The stories of Anton Chekhov are hijacked by American celebrities in New Yorker editor Greenman's latest (What He's Poised to Do, 2010, etc.).

The author makes a modest proposal in this thinly conceptualized literary mash-up. "Chekhov drew his characters from all levels of Russian society in his time: peasants, aristocrats, intense young clerks, disappointed wives," he writes. "Today, in America, we have a simple way of identifying these flawed specimens of humanity ruled by ego and insecurity. They are called 'celebrities.' " To illustrate his point, Greenman proceeds to "adapt and celebritize" (his phrase) some of the Russian author's short stories by poisoning them with celebrities. "A Transgression" puts David Letterman at the mercy of his blackmailer before a run-in with Steve Martin pulls his fat out of the fire. "Bad Weather" features Tiger Woods: "And Tiger Woods, holding his knee as though it were aching, glanced stealthily at his wife and mother-in-law to see the effect of his lie, or as he called it, diplomacy." Among other targets: Paris Hilton, the Kardashian sisters, Sarah Palin and Lindsay Lohan, appearing in "A Classical Student," which ends with a garish sexual encounter between the starlet and Jesse James.
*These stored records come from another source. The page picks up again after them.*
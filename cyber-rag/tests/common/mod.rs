//! Shared mock providers for integration tests.

#![allow(dead_code)]

use std::collections::VecDeque;
use std::sync::Mutex;
use std::sync::atomic::{AtomicUsize, Ordering};

use async_trait::async_trait;
use cyber_rag::{DocumentSource, EmbeddingProvider, Generator, RagError, Result};

/// Keywords that each own one embedding dimension.
pub const KEYWORDS: [&str; 6] = ["malware", "cookie", "credential", "domain", "ransom", "phish"];

/// Deterministic embedder: one dimension per keyword occurrence count plus a
/// small constant bias so no text embeds to the zero vector.
#[derive(Default)]
pub struct KeywordEmbedder {
    texts_embedded: AtomicUsize,
    calls: AtomicUsize,
    fail: bool,
}

impl KeywordEmbedder {
    pub fn new() -> Self {
        Self::default()
    }

    /// An embedder whose every call fails.
    pub fn failing() -> Self {
        Self { fail: true, ..Self::default() }
    }

    /// Number of provider calls (single or batch).
    pub fn calls(&self) -> usize {
        self.calls.load(Ordering::SeqCst)
    }

    /// Number of texts embedded across all calls.
    pub fn texts_embedded(&self) -> usize {
        self.texts_embedded.load(Ordering::SeqCst)
    }

    pub fn vector(text: &str) -> Vec<f32> {
        let lower = text.to_lowercase();
        let mut vector: Vec<f32> =
            KEYWORDS.iter().map(|kw| lower.matches(kw).count() as f32).collect();
        vector.push(0.1);
        vector
    }
}

#[async_trait]
impl EmbeddingProvider for KeywordEmbedder {
    async fn embed(&self, text: &str) -> Result<Vec<f32>> {
        self.calls.fetch_add(1, Ordering::SeqCst);
        self.texts_embedded.fetch_add(1, Ordering::SeqCst);
        if self.fail {
            return Err(RagError::EmbeddingError {
                provider: "keyword".into(),
                message: "embedding backend down".into(),
            });
        }
        Ok(Self::vector(text))
    }

    async fn embed_batch(&self, texts: &[&str]) -> Result<Vec<Vec<f32>>> {
        self.calls.fetch_add(1, Ordering::SeqCst);
        self.texts_embedded.fetch_add(texts.len(), Ordering::SeqCst);
        if self.fail {
            return Err(RagError::EmbeddingError {
                provider: "keyword".into(),
                message: "embedding backend down".into(),
            });
        }
        Ok(texts.iter().map(|t| Self::vector(t)).collect())
    }

    fn dimensions(&self) -> usize {
        KEYWORDS.len() + 1
    }

    fn name(&self) -> &str {
        "keyword"
    }
}

/// A recorded generator call.
#[derive(Debug, Clone, PartialEq, Eq)]
pub struct GeneratorCall {
    pub question: String,
    pub context: String,
}

/// Generator that replays scripted replies and records what it was asked.
///
/// `None` in the script makes that call fail. When the script runs out the
/// generator answers `answer to <question>`.
#[derive(Default)]
pub struct ScriptedGenerator {
    script: Mutex<VecDeque<Option<String>>>,
    calls: Mutex<Vec<GeneratorCall>>,
}

impl ScriptedGenerator {
    pub fn new() -> Self {
        Self::default()
    }

    pub fn with_script(script: Vec<Option<&str>>) -> Self {
        Self {
            script: Mutex::new(script.into_iter().map(|s| s.map(str::to_string)).collect()),
            calls: Mutex::new(Vec::new()),
        }
    }

    pub fn calls(&self) -> Vec<GeneratorCall> {
        self.calls.lock().unwrap().clone()
    }
}

#[async_trait]
impl Generator for ScriptedGenerator {
    fn name(&self) -> &str {
        "scripted"
    }

    async fn generate_answer(&self, question: &str, context: &str) -> Result<String> {
        self.calls
            .lock()
            .unwrap()
            .push(GeneratorCall { question: question.to_string(), context: context.to_string() });

        match self.script.lock().unwrap().pop_front() {
            Some(Some(reply)) => Ok(reply),
            Some(None) => Err(RagError::GenerationError {
                provider: "scripted".into(),
                message: "model overloaded".into(),
            }),
            None => Ok(format!("answer to {question}")),
        }
    }
}

/// A document source that never finds anything.
pub struct NoSource;

#[async_trait]
impl DocumentSource for NoSource {
    async fn textual_content(&self, _url: &str) -> Option<String> {
        None
    }
}

/// A document source that serves fixed text.
pub struct StaticSource(pub String);

#[async_trait]
impl DocumentSource for StaticSource {
    async fn textual_content(&self, _url: &str) -> Option<String> {
        Some(self.0.clone())
    }
}

/// A short threat report whose sentences each land in their own chunk with a
/// 12-word sentence window.
pub const REPORT: &str = "Acme Stealer is a new malware family. \
It steals browser cookie data and saved credential stores. \
The operators register the domain evil-example for command and control. \
The weather in the report was sunny.";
More disturbing is the jarring disconnect between Chekhov's language, which survives partially intact, and the penetrative insertions of celebrities who are referred to by their full names ("My dear Brad Pitt! What fate has brought you?" etc.). There are a few moments of keen insight—Eminem is used to good effect in the Poe-esque "Hush," while comedian Artie Lange haunts "In the Graveyard." But the whole thing still reads like a McSweeney's dispatch that got out of hand.

A derivative, exploitative literary stunt.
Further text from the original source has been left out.